I done got my hair did!  I’m not necessarily saying its exactly what I wanted, but its what I got.  Oh god, you’ve been a funny fellow these last two months.  Thank goodness we can have a chat at the vatican next week.  Olivia even suggested we light some candles at a cute little Catholic church overlooking the Almafi Coast.  Tee hee, I’ll be in Italy by Sunday!

Ahh, so I’m so off track with training, I know.  But! I have a lot of wonderful things happening in my life, even if it doesn’t feel that way 100% of the time.  Let’s remember kids what I wrote before Valentine’s Day!  Although we sometimes aren’t where we think we should be, we are exactly where we are meant to be.  I had been recently introduced to a commencement speech given by Steve Jobs (hailing from the Apple empire) to the students at Stamford University. Below, I have listed my favorite lines, and remind myself of these words whenever I start to feel a little “phooey”.  I fully believe in this way of thinking, and I try to remind myself that, in the end, it will all work out the way its meant to.  Even if I don’t get a run in for three days.  Even if work is hectic.  Even if I haven’t packed for Italy.

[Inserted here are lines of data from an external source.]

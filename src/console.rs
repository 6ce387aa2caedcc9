use log::{ error, warn };
use std::error::Error;
use std::io::Write;
use std::sync::Arc;
use tokio::io::{ AsyncBufReadExt, BufReader };
use tokio::sync::broadcast::error::RecvError;
use tokio::task::JoinHandle;

use crate::attachment::Attachment;
use crate::chat::{ ChatChange, ChatState };
use crate::models::voucher::{ Voucher, VoucherFilters, VoucherPatch, VoucherStatus };
use crate::session::{ DraftField, Session, ValidationOutcome };

const HELP: &str = "\
Commands:
  /vouchers [limit]        list vouchers (filtered by the current search)
  /search <text>           filter by payer, payee, bank or reference
  /select <id>             select a voucher and open its conversation
  /show <id>               fetch one voucher from the server
  /status <id> <STATUS>    change a voucher status (PENDING, ANALYZED, CORRECTED, REJECTED)
  /insights                show spending insights
  /attach <path>           extract a receipt for review
  /edit <field> <value>    edit the draft (payer, payee, amount, currency, date, description, ref, bank)
  /confirm                 save the reviewed draft
  /cancel                  discard the draft
  /history                 print the current conversation
  /quit                    exit
Anything else is sent to the assistant.";

#[derive(Debug, Clone, PartialEq)]
pub enum Command {
    Say(String),
    Vouchers(Option<u32>),
    Search(String),
    Select(String),
    Show(String),
    Status(String, VoucherStatus),
    Insights,
    Attach(String),
    Edit(DraftField, String),
    Confirm,
    Cancel,
    History,
    Help,
    Quit,
}

impl Command {
    /// `Ok(None)` for blank lines.
    pub fn parse(line: &str) -> Result<Option<Self>, String> {
        let line = line.trim();
        if line.is_empty() {
            return Ok(None);
        }
        if !line.starts_with('/') {
            return Ok(Some(Command::Say(line.to_string())));
        }

        let (name, rest) = line.split_once(char::is_whitespace).unwrap_or((line, ""));
        let rest = rest.trim();
        let command = match name {
            "/vouchers" => {
                let limit = if rest.is_empty() {
                    None
                } else {
                    Some(rest.parse::<u32>().map_err(|_| format!("Invalid limit: '{}'", rest))?)
                };
                Command::Vouchers(limit)
            }
            "/search" => Command::Search(rest.to_string()),
            "/select" => Command::Select(required(rest, "/select <id>")?),
            "/show" => Command::Show(required(rest, "/show <id>")?),
            "/status" => {
                let (id, status) = rest
                    .split_once(char::is_whitespace)
                    .ok_or_else(|| "Usage: /status <id> <STATUS>".to_string())?;
                let status = status
                    .trim()
                    .parse::<VoucherStatus>()
                    .map_err(|e| e.to_string())?;
                Command::Status(id.to_string(), status)
            }
            "/insights" => Command::Insights,
            "/attach" => Command::Attach(required(rest, "/attach <path>")?),
            "/edit" => {
                let (field, value) = rest
                    .split_once(char::is_whitespace)
                    .ok_or_else(|| "Usage: /edit <field> <value>".to_string())?;
                Command::Edit(
                    field.parse::<DraftField>().map_err(|e| e.to_string())?,
                    value.trim().to_string()
                )
            }
            "/confirm" => Command::Confirm,
            "/cancel" => Command::Cancel,
            "/history" => Command::History,
            "/help" => Command::Help,
            "/quit" | "/exit" => Command::Quit,
            other => {
                return Err(format!("Unknown command: {} (try /help)", other));
            }
        };
        Ok(Some(command))
    }
}

fn required(value: &str, usage: &str) -> Result<String, String> {
    if value.is_empty() { Err(format!("Usage: {}", usage)) } else { Ok(value.to_string()) }
}

fn voucher_line(v: &Voucher) -> String {
    format!(
        "{}  {:<10} {:<20} -> {:<20} {} {:>10.2}  {}",
        v.id,
        v.status.label(),
        v.payer,
        v.payee,
        v.currency,
        v.amount,
        v.bank_name.as_deref().unwrap_or("-")
    )
}

/// Prints streamed replies as they arrive.
fn spawn_renderer(chat: &Arc<ChatState>) -> JoinHandle<()> {
    let mut changes = chat.subscribe();
    tokio::spawn(async move {
        loop {
            match changes.recv().await {
                Ok(ChatChange::Chunk { chunk, .. }) => {
                    print!("{}", chunk);
                    let _ = std::io::stdout().flush();
                }
                Ok(ChatChange::Finalized { .. }) => println!(),
                Ok(ChatChange::Failed { message, .. }) => {
                    println!("\n{}", crate::chat::error_text(&message));
                }
                Ok(ChatChange::HistoryLoaded { conversation_id, count }) => {
                    println!("[conversation {} loaded, {} messages]", conversation_id, count);
                }
                Ok(_) => {}
                Err(RecvError::Lagged(skipped)) => warn!("Renderer skipped {} updates", skipped),
                Err(RecvError::Closed) => {
                    break;
                }
            }
        }
    })
}

/// Runs one command. Returns false when the user asked to quit.
async fn execute(
    session: &Session,
    command: Command,
    default_limit: u32
) -> Result<bool, Box<dyn Error + Send + Sync>> {
    let vault = session.vault();
    match command {
        Command::Say(text) => session.send_text(&text).await?,
        Command::Vouchers(limit) => {
            vault.load_vouchers(&VoucherFilters::limit(limit.unwrap_or(default_limit))).await?;
            for v in vault.filtered().await {
                println!("{}", voucher_line(&v));
            }
        }
        Command::Search(query) => {
            vault.set_search_query(&query).await;
            for v in vault.filtered().await {
                println!("{}", voucher_line(&v));
            }
        }
        Command::Select(id) => {
            match session.select_voucher(&id).await {
                Some(v) => println!("Selected {}", voucher_line(&v)),
                None => println!("Voucher {} is not loaded; try /vouchers or /show {}", id, id),
            }
        }
        Command::Show(id) => {
            let v = vault.refresh_voucher(&id).await?;
            println!("{}", serde_json::to_string_pretty(&v)?);
        }
        Command::Status(id, status) => {
            let v = vault.patch_voucher(&id, &VoucherPatch::status(status)).await?;
            println!("Updated {}", voucher_line(&v));
        }
        Command::Insights => {
            vault.load_insights().await;
            match vault.insights().await {
                Some(insights) => println!("{}", serde_json::to_string_pretty(&insights)?),
                None => println!("No insights available"),
            }
        }
        Command::Attach(path) => {
            let file = Attachment::from_path(&path).await?;
            match session.start_validation(file).await? {
                ValidationOutcome::Draft => {
                    if let Some(draft) = session.draft().await {
                        println!("{}", serde_json::to_string_pretty(&draft.data)?);
                        println!("Review with /edit, then /confirm or /cancel");
                    }
                }
                ValidationOutcome::Streamed => println!("Extraction unavailable; asking the assistant instead"),
            }
        }
        Command::Edit(field, value) => {
            if !session.update_draft(field, &value).await {
                println!("No draft open; use /attach first");
            }
        }
        Command::Confirm => {
            if session.draft().await.is_none() {
                println!("Nothing to confirm");
                return Ok(true);
            }
            if let Some(v) = session.confirm_draft().await? {
                println!("Saved {}", voucher_line(&v));
            }
            if let Some(last) = session.chat().messages().await.last() {
                println!("{}", last.content);
            }
        }
        Command::Cancel => session.cancel_validation().await,
        Command::History => {
            for m in session.chat().messages().await {
                println!("[{}] {}: {}", m.timestamp.format("%Y-%m-%d %H:%M"), m.role, m.content);
            }
        }
        Command::Help => println!("{}", HELP),
        Command::Quit => {
            return Ok(false);
        }
    }
    Ok(true)
}

/// Reads commands from stdin until `/quit` or end of input.
pub async fn run(session: &Session, default_limit: u32) -> Result<(), Box<dyn Error + Send + Sync>> {
    let renderer = spawn_renderer(session.chat());
    println!("{}", HELP);

    let mut lines = BufReader::new(tokio::io::stdin()).lines();
    while let Some(line) = lines.next_line().await? {
        let command = match Command::parse(&line) {
            Ok(Some(command)) => command,
            Ok(None) => {
                continue;
            }
            Err(usage) => {
                println!("{}", usage);
                continue;
            }
        };
        match execute(session, command, default_limit).await {
            Ok(true) => {}
            Ok(false) => {
                break;
            }
            Err(e) => {
                error!("{}", e);
            }
        }
    }

    renderer.abort();
    Ok(())
}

Again, you can’t connect the dots looking forward; you can only connect them looking backwards. So you have to trust that the dots will somehow connect in your future. You have to trust in something – your gut, destiny, life, karma, whatever. This approach has never let me down, and it has made all the difference in my life.”

Ciao bella!

Run lauren RUN

8 miles around the charles in 1:06:57.  All done before 9 a.m.! YESSSS.

Here are the splits! (How fast I ran each mile, on average).  Also, could the city of Boston start shoveling the sidewalks?  Because now they’ve turned into ice death traps.  By the way, the only people that said “Hi” to me on my run (I smile and say “hi” to everyone) were men over the age of 50. Pffft.  Next run I want to high five people, well maybe not really high five.  But continue to high five with a smile.

Mile 1-8:23
Mile 2-8:24
Mile 3-8:34
Mile 4-8:32
Mile 5-8:43
Mile 6-8:17
Mile 7-7:51
Mile 8-8:08

I started challenging myself toward the end of my run, which was even faster than the start!  I tend to set up mental goals to push myself, especially during times when my Ipod dies (yes AGAIN! I know! I think its allergic to the cold because it doesn’t die at the gym!).

Take care of yourselves loves!  I think the most important thing to remember during Valentine’s season is that whether or not you are single or in a relationship, be mindful and cherish the moments you are in, make each day new, remain positive that you are exactly where you are meant to be in this moment regardless of where you think you should be (positive energy attracts positive experiences), and keep working on the relationship you have with yourself.

Also totally loving Keane’s This is the Last Time.  Its old school circa 2004, but I forgot how much I love Keane!